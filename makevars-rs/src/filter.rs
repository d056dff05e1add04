//! Regex line filter.
//!
//! Matches each line against a pattern anchored at the start of the line and
//! yields the capture groups of the lines that match.  Lines that do not
//! match are skipped silently.

use std::fs::File;
use std::io::BufReader;
use std::path::Path;

use regex::Regex;

use crate::error::{MakeError, Result};
use crate::lines::PhysicalLines;

/// Captured groups of one matching line, in group order.  A group that did
/// not participate in the match is `None`.
pub type Groups = Vec<Option<String>>;

/// Iterator produced by [`filter_lines`] and [`filter_file`].
#[derive(Debug)]
pub struct LineFilter<I> {
    lines: I,
    re: Regex,
}

/// Compile `pattern` so that it only matches at the start of a line.
///
/// The match does not need to reach the end of the line.
pub(crate) fn anchored(pattern: &str) -> Result<Regex> {
    Ok(Regex::new(&format!("^(?:{pattern})"))?)
}

/// Filter `lines` through `pattern`.
pub fn filter_lines<I>(lines: I, pattern: &str) -> Result<LineFilter<I::IntoIter>>
where
    I: IntoIterator<Item = Result<String>>,
{
    Ok(LineFilter::new(lines.into_iter(), anchored(pattern)?))
}

/// Filter the physical lines of the file at `path` through `pattern`.
///
/// The file stays open for as long as the returned iterator lives.
pub fn filter_file(path: &Path, pattern: &str) -> Result<LineFilter<PhysicalLines<BufReader<File>>>> {
    let re = anchored(pattern)?;
    let file = File::open(path).map_err(|e| MakeError::io(Some(path), e))?;
    Ok(LineFilter::new(PhysicalLines::with_path(BufReader::new(file), path), re))
}

impl<I> LineFilter<I> {
    pub(crate) fn new(lines: I, re: Regex) -> Self {
        Self { lines, re }
    }
}

impl<I: Iterator<Item = Result<String>>> Iterator for LineFilter<I> {
    type Item = Result<Groups>;

    fn next(&mut self) -> Option<Self::Item> {
        for line in self.lines.by_ref() {
            let line = match line {
                Ok(line) => line,
                Err(e) => return Some(Err(e)),
            };
            let text = line.strip_suffix('\n').unwrap_or(&line);
            if let Some(caps) = self.re.captures(text) {
                let groups = caps
                    .iter()
                    .skip(1)
                    .map(|m| m.map(|m| m.as_str().to_owned()))
                    .collect();
                return Some(Ok(groups));
            }
        }
        None
    }
}

// ── Tests ─────────────────────────────────────────────────────────────────────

---

# Assigned task
Using the records above, restate word for word the lines from the one with "pub(crate) fn anchored(pattern: &str)" through the one with "returned iterator lives.", both included.

# Answer to the problem
pub(crate) fn anchored(pattern: &str) -> Result<Regex> {
    Ok(Regex::new(&format!("^(?:{pattern})"))?)
}

/// Filter `lines` through `pattern`.
pub fn filter_lines<I>(lines: I, pattern: &str) -> Result<LineFilter<I::IntoIter>>
where
    I: IntoIterator<Item = Result<String>>,
{
    Ok(LineFilter::new(lines.into_iter(), anchored(pattern)?))
}

/// Filter the physical lines of the file at `path` through `pattern`.
///
/// The file stays open for as long as the returned iterator lives.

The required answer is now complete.